Prostate cancer (PCa) is one of the most deadly malignancies among men in the United States. Although localized prostate cancer can be effectively treated via surgery or radiation, metastatic disease is usually lethal. Recent evidence suggests that the development and progression of human prostate cancer involves complex interplay between epigenetic alterations and genetic defects. We have recently demonstrated that Nrf2, a master regulator of cellular antioxidant defense systems, was epigenetically silenced during the progression of prostate tumorigenesis in TRAMP mice. The aim of this study is to investigate the potential of curcumin (CUR), a dietary compound that we have reported to be able to prevent the development of prostate cancer in TRAMP mice, as a DNA hypomethylation agent. Using bisulfite genomic sequencing (BGS), treatment of TRAMP C1 cells we showed that CUR reversed the methylation status of the first 5 CpGs in the promoter region of the Nrf2 gene.
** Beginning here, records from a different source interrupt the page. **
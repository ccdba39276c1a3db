//! WASM bindings for the `obi` schema codec.
//!
//! Exposes the input/output codec pair to JavaScript as `Obi`:
//!
//! ```text
//! // const obi = new Obi("{symbols:[string],multiplier:u64}/{rates:[u64]}");
//! // const bytes = obi.encodeInput({ symbols: ["BTC"], multiplier: 100n });
//! // const req = obi.decodeInput(bytes);   // { symbols: ["BTC"], multiplier: 100n }
//! ```
//!
//! Integers may be passed as `BigInt`, safe numbers or strings, and bytes as
//! a `Uint8Array`/`Buffer` (see [convert]). Decoding returns `BigInt`s and
//! `Uint8Array`s. Errors are thrown as strings holding the `Display` form of
//! the underlying error.

pub mod convert;

use obi::{Codec, Value};
use wasm_bindgen::prelude::*;

/// Compiled `input/output` schema usable from JavaScript.
#[wasm_bindgen(js_name = Obi)]
pub struct WasmObi {
    obi: obi::Obi,
}

#[wasm_bindgen(js_class = Obi)]
impl WasmObi {
    /// Parses an `"<input>/<output>"` schema. Whitespace is ignored.
    #[wasm_bindgen(constructor)]
    pub fn new(schema: &str) -> Result<WasmObi, JsValue> {
        let obi = obi::Obi::new(schema).map_err(convert::error_to_js)?;
        Ok(WasmObi { obi })
    }

    /// Canonical schema text, e.g. `{a:u8}/bool`.
    #[wasm_bindgen(getter)]
    pub fn schema(&self) -> String {
        self.obi.to_string()
    }

    #[wasm_bindgen(js_name = encodeInput)]
    pub fn encode_input(&self, value: JsValue) -> Result<Vec<u8>, JsValue> {
        let value = from_js(self.obi.input(), &value)?;
        self.obi.encode_input(&value).map_err(convert::error_to_js)
    }

    #[wasm_bindgen(js_name = decodeInput)]
    pub fn decode_input(&self, data: &[u8]) -> Result<JsValue, JsValue> {
        let value = self.obi.decode_input(data).map_err(convert::error_to_js)?;
        to_js(&value)
    }

    #[wasm_bindgen(js_name = encodeOutput)]
    pub fn encode_output(&self, value: JsValue) -> Result<Vec<u8>, JsValue> {
        let value = from_js(self.obi.output(), &value)?;
        self.obi.encode_output(&value).map_err(convert::error_to_js)
    }

    #[wasm_bindgen(js_name = decodeOutput)]
    pub fn decode_output(&self, data: &[u8]) -> Result<JsValue, JsValue> {
        let value = self.obi.decode_output(data).map_err(convert::error_to_js)?;
        to_js(&value)
    }
}

fn from_js(codec: &Codec, value: &JsValue) -> Result<Value, JsValue> {
    convert::js_to_value(codec, value).map_err(convert::error_to_js)
}

fn to_js(value: &Value) -> Result<JsValue, JsValue> {
    convert::value_to_js(value)
}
Methylation DNA immunoprecipitation (MeDIP) analysis revealed that CUR significantly reduced the anti-mecyt antibody binding to the first 5 CpGs of the Nrf2 promoter, corroborated the BGS results. Demethylation of Nrf2 was found to be associated with the re-expression of Nrf2 and one of its downstream target gene, NQO-1, one of the major anti-oxidative stress enzymes, both at the mRNA and protein levels. Taken together, our current study suggests that CUR can elicit its prostate cancer chemopreventive effect, potentially at least in part, through epigenetic modification of the Nrf2 gene with its subsequent induction of the Nrf2-mediated anti-oxidative stress cellular defense pathway.